The doe is bred with her third pregnancy. This is the same herd, using my genetics (does from our herd bred to a homebred buck) that had quads this year (I have never had quads). So their health, overall, has not been bad. They lost one of Ingrids' doelings and almost Ingrid and another doe to parasite overload when they didn't listen to my advice. Ingrid grows out the best kids, but all the problems show in her first.

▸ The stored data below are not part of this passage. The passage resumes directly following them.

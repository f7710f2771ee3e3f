//! Index tables: collected entries laid out as rows and columns.

use crate::error::{LayoutError, Result};
use crate::types::{Entry, Metadata};
use indexmap::IndexSet;
use std::io::Write;

/// Column holding the root-prefixed path when `add_filepath` is set.
pub const FILEPATH_COLUMN: &str = "filepath";

#[derive(Debug, Clone, Default, PartialEq, Eq)]
pub struct IndexOptions {
    /// Columns moved to the front of the table, in this order
    pub index_fields: Vec<String>,
    /// Append a `filepath` column with each entry's full path
    pub add_filepath: bool,
}

/// Metadata of many entries as one table.
///
/// Columns are the union of all metadata keys in first-seen order; cells for
/// keys an entry lacks are `None`.
#[derive(Debug, Clone, PartialEq, Eq)]
pub struct IndexTable {
    columns: Vec<String>,
    rows: Vec<Vec<Option<String>>>,
}

impl IndexTable {
    /// Build a table, stopping at the first error in `entries`.
    ///
    /// With `add_filepath`, the `filepath` column comes after every metadata
    /// column unless it is listed in `index_fields`. A metadata field already
    /// named `filepath` is a [`LayoutError::ColumnConflict`].
    pub fn from_entries<I>(entries: I, options: &IndexOptions) -> Result<Self>
    where
        I: IntoIterator<Item = Result<Entry>>,
    {
        let mut seen: IndexSet<String> = IndexSet::new();
        let mut records: Vec<(Metadata, String)> = Vec::new();

        for entry in entries {
            let Entry { path, metadata } = entry?;
            if options.add_filepath && metadata.contains_key(FILEPATH_COLUMN) {
                return Err(LayoutError::ColumnConflict(FILEPATH_COLUMN.to_string()));
            }
            for key in metadata.keys() {
                if !seen.contains(key) {
                    seen.insert(key.to_string());
                }
            }
            records.push((metadata, path.as_path().to_string_lossy().into_owned()));
        }

        let is_filepath = |column: &str| options.add_filepath && column == FILEPATH_COLUMN;

        let mut columns = Vec::with_capacity(seen.len() + 1);
        for field in &options.index_fields {
            if !records.is_empty() && !seen.contains(field) && !is_filepath(field.as_str()) {
                return Err(LayoutError::UnknownIndexField(field.clone()));
            }
            columns.push(field.clone());
        }
        columns.extend(
            seen.into_iter()
                .filter(|column| !options.index_fields.contains(column)),
        );
        if options.add_filepath && !options.index_fields.iter().any(|f| f == FILEPATH_COLUMN) {
            columns.push(FILEPATH_COLUMN.to_string());
        }

        let rows = records
            .iter()
            .map(|(record, filepath)| {
                columns
                    .iter()
                    .map(|column| {
                        if is_filepath(column.as_str()) {
                            Some(filepath.clone())
                        } else {
                            record.get(column).map(str::to_string)
                        }
                    })
                    .collect()
            })
            .collect();

        Ok(Self { columns, rows })
    }

    pub fn columns(&self) -> &[String] {
        &self.columns
    }

    pub fn rows(&self) -> &[Vec<Option<String>>] {
        &self.rows
    }

    pub fn len(&self) -> usize {
        self.rows.len()
    }

    pub fn is_empty(&self) -> bool {
        self.rows.is_empty()
    }

    /// All values of one column, or `None` if the column does not exist.
    pub fn column(&self, name: &str) -> Option<Vec<Option<&str>>> {
        let idx = self.columns.iter().position(|c| c == name)?;
        Some(self.rows.iter().map(|row| row[idx].as_deref()).collect())
    }

    /// Write the table as CSV with a header row; missing cells are empty.
    pub fn write_csv<W: Write>(&self, writer: W) -> Result<()> {
        let mut csv_writer = csv::Writer::from_writer(writer);
        csv_writer.write_record(&self.columns)?;
        for row in &self.rows {
            csv_writer.write_record(row.iter().map(|cell| cell.as_deref().unwrap_or("")))?;
        }
        csv_writer.flush()?;
        Ok(())
    }
}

Last year she had these scab type issues with her legs and it moved up a bit to her flank area and a little around her mouth and eyes. I assumed it was soremouth. Told them it would likely go through the herd and she would gain some immunity. It never spread and eventually went away. 
This winter it is back in full force. Nasty looking stuff and simply cannot be easy for her to eat with. I've not seen the like so I thought I would post here. It is actually starting to clear up. They went ahead and called the local vet and the vet's office said to just wash it with iodine. They have not done that. There are three people who take care of the herd (beyond me) and the official farmer just had knee surgery so is out for now.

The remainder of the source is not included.